- _INSTRUCTIONS TO FOLLOW_
From the data, copy out every line in which the word "action" appears.

- _DATASET RECORDS_
• • • • • • •

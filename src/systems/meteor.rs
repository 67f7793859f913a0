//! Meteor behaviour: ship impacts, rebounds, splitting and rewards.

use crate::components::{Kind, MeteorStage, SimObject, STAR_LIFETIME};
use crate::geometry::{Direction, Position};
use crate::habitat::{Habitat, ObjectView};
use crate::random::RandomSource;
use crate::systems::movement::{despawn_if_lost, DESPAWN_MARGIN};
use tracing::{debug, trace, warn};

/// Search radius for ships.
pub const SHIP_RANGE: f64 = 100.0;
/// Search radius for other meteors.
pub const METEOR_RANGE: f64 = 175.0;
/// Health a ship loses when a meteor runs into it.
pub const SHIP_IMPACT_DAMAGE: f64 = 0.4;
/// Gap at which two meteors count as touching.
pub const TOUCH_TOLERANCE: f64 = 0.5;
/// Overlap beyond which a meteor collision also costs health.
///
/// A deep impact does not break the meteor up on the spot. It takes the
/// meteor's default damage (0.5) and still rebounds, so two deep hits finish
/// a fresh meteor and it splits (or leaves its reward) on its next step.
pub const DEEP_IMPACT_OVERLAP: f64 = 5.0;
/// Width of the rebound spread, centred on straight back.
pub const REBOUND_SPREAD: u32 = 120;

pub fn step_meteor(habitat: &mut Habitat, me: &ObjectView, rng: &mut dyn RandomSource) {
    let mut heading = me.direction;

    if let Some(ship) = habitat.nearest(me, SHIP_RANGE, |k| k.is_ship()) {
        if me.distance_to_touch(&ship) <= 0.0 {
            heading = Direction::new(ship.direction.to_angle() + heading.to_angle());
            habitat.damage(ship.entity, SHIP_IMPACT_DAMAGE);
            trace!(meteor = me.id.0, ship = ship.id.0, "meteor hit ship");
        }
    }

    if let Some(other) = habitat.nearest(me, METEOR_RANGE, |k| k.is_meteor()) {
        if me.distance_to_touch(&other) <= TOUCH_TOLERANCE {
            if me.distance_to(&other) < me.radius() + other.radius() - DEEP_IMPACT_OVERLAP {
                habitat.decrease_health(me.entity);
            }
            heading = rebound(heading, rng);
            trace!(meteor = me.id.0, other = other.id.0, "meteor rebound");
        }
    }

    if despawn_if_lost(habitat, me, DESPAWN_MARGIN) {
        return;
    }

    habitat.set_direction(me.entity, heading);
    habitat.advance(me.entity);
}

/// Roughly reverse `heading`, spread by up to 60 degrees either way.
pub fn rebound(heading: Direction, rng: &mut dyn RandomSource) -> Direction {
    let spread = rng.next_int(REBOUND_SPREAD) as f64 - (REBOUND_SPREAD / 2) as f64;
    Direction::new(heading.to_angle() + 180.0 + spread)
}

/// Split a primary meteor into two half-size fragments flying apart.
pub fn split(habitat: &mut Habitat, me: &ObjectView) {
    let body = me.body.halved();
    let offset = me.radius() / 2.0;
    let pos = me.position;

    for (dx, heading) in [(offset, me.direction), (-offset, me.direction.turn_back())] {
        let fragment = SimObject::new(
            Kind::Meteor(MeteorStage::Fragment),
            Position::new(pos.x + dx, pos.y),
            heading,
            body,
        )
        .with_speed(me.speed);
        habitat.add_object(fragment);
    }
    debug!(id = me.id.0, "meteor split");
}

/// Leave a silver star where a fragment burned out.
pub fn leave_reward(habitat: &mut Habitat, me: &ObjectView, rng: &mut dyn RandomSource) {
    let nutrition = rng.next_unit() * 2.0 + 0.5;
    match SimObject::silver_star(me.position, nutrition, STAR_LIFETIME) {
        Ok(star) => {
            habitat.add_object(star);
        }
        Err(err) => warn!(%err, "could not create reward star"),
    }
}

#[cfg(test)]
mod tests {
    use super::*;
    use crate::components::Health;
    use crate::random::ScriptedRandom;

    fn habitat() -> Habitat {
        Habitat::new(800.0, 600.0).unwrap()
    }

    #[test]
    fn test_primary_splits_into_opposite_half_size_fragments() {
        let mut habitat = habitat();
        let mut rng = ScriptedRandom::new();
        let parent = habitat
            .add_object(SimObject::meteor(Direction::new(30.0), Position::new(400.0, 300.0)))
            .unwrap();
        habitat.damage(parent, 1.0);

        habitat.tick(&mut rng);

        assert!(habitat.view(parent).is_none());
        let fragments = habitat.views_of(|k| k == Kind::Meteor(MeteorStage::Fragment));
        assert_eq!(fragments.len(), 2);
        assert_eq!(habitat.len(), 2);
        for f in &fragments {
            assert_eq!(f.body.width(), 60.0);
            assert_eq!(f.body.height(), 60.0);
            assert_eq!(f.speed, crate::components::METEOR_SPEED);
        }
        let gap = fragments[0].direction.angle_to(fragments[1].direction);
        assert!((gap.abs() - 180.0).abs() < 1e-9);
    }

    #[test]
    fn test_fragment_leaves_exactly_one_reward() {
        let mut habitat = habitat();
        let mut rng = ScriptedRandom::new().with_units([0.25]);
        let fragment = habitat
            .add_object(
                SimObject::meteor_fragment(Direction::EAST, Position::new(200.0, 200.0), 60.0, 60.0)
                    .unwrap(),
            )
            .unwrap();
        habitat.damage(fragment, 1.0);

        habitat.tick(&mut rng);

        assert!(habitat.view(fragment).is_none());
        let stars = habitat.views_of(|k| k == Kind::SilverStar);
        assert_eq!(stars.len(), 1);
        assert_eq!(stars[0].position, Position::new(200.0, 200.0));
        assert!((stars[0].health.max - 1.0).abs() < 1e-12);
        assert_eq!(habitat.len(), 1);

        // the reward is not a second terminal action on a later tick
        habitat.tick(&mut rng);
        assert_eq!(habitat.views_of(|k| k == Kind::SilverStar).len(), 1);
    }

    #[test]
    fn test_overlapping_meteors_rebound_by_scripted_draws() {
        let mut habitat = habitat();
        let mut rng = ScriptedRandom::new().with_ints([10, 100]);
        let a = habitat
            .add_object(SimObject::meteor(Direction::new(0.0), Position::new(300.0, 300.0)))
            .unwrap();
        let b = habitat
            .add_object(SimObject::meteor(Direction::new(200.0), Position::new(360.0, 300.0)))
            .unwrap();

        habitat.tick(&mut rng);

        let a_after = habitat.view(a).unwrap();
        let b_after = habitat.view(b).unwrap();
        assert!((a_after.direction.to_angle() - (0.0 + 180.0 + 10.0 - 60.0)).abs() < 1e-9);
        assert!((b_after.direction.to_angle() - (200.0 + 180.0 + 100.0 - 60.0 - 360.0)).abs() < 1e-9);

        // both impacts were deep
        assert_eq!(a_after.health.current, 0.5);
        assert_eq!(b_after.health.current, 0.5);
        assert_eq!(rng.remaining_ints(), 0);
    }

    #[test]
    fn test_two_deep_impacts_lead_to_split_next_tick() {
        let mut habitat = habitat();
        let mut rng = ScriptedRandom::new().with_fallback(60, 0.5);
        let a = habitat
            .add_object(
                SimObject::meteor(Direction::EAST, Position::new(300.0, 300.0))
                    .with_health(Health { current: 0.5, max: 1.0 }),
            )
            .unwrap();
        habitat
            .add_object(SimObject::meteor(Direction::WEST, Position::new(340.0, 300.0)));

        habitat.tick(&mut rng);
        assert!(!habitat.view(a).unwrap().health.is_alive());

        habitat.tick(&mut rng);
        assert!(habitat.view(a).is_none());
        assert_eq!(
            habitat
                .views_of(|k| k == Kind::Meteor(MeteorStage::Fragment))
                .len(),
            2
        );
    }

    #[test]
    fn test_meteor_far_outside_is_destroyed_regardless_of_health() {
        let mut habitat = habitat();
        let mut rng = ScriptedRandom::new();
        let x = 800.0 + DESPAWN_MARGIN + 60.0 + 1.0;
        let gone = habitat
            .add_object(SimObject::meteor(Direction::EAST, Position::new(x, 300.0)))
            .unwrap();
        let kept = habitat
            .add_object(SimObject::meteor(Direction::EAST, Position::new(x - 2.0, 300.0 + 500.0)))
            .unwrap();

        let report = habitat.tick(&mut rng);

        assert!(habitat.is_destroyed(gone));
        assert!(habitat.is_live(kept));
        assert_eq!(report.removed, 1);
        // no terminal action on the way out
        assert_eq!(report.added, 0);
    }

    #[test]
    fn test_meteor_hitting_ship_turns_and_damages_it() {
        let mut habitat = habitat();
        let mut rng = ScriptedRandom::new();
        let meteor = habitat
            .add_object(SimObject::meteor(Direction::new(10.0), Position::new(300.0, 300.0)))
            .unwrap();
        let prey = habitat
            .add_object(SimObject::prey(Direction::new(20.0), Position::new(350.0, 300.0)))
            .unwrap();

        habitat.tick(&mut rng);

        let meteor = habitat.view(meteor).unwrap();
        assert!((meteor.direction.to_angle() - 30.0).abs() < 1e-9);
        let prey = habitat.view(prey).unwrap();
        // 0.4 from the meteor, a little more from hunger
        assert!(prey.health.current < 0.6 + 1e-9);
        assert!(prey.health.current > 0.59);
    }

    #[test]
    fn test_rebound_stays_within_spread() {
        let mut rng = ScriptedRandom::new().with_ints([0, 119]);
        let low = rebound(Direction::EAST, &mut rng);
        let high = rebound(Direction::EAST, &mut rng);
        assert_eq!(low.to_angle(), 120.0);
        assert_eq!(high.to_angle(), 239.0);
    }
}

• • • • • • •

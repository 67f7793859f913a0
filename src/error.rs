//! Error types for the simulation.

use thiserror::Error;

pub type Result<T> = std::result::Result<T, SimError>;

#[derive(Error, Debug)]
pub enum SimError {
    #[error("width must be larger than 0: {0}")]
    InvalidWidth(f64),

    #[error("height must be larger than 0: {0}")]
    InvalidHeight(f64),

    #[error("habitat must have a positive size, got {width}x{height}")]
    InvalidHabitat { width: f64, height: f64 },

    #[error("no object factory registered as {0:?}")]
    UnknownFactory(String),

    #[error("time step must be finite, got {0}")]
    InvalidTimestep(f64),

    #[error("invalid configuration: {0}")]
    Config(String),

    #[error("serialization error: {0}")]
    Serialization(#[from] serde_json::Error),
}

• • • • • • •

- _OUTPUT OF THE EXERCISE_
        // the reward is not a second terminal action on a later tick
        // no terminal action on the way out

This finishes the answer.